- [GOAL OF THE EXERCISE]: Take the line with "called concurrently from" and all lines after it, through the end of the records below, and repeat them exactly.

- [EXTRACTED MATERIAL]:

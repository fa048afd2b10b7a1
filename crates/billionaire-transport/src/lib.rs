//! Transport abstraction layer for the Billionaire client.
//!
//! Provides the [`Connection`] trait, which the client is generic over,
//! and [`StreamConnection`], which implements it for any Tokio byte
//! stream. The game server speaks plain TCP, so [`TcpConnection`] is
//! what a real client uses; tests can run the same client over an
//! in-memory `tokio::io::duplex` pipe.

mod error;
mod stream;

pub use error::TransportError;
pub use stream::{READ_CHUNK_BYTES, StreamConnection, TcpConnection};

use std::fmt;
use std::future::Future;

/// Opaque identifier for a connection.
#[derive(Debug, Clone, Copy, PartialEq, Eq, Hash)]
pub struct ConnectionId(u64);

impl ConnectionId {
    /// Creates a new `ConnectionId` from a raw `u64`.
    pub fn new(id: u64) -> Self {
        Self(id)
    }

    /// Returns the underlying `u64` value.
    pub fn into_inner(self) -> u64 {
        self.0
    }
}

impl fmt::Display for ConnectionId {
    fn fmt(&self, f: &mut fmt::Formatter<'_>) -> fmt::Result {
        write!(f, "conn-{}", self.0)
    }
}

/// A single connection that can send and receive bytes.
///
/// The methods return `impl Future + Send` rather than being declared
/// `async fn` so a client generic over `C: Connection` can move its
/// connection into a spawned Tokio task. Implementors can still write
/// plain `async fn` bodies.
///
/// `send` and `recv` take `&self` and may be called concurrently from
/// two loops (one reading, one writing). `recv` must be cancel-safe: a
/// `recv` dropped before it completes loses no data.
pub trait Connection: Send + Sync + 'static {
    /// Writes all of `data` to the peer.
    fn send(&self, data: &[u8]) -> impl Future<Output = Result<(), TransportError>> + Send;

    /// Waits for the next chunk of bytes from the peer.
    ///
    /// Returns `Ok(None)` when the peer closed the connection cleanly.
    /// Chunk boundaries carry no meaning; reassembling frames is the
    /// protocol layer's job.
    fn recv(&self) -> impl Future<Output = Result<Option<Vec<u8>>, TransportError>> + Send;

    /// Closes the writing side. Further sends fail.
    fn close(&self) -> impl Future<Output = Result<(), TransportError>> + Send;

    /// Returns the unique identifier for this connection.
    fn id(&self) -> ConnectionId;
}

- [WRITTEN SOLUTION]:
/// `send` and `recv` take `&self` and may be called concurrently from
/// two loops (one reading, one writing). `recv` must be cancel-safe: a
/// `recv` dropped before it completes loses no data.
pub trait Connection: Send + Sync + 'static {
    /// Writes all of `data` to the peer.
    fn send(&self, data: &[u8]) -> impl Future<Output = Result<(), TransportError>> + Send;

    /// Waits for the next chunk of bytes from the peer.
    ///
    /// Returns `Ok(None)` when the peer closed the connection cleanly.
    /// Chunk boundaries carry no meaning; reassembling frames is the
    /// protocol layer's job.
    fn recv(&self) -> impl Future<Output = Result<Option<Vec<u8>>, TransportError>> + Send;

    /// Closes the writing side. Further sends fail.
    fn close(&self) -> impl Future<Output = Result<(), TransportError>> + Send;

    /// Returns the unique identifier for this connection.
    fn id(&self) -> ConnectionId;
}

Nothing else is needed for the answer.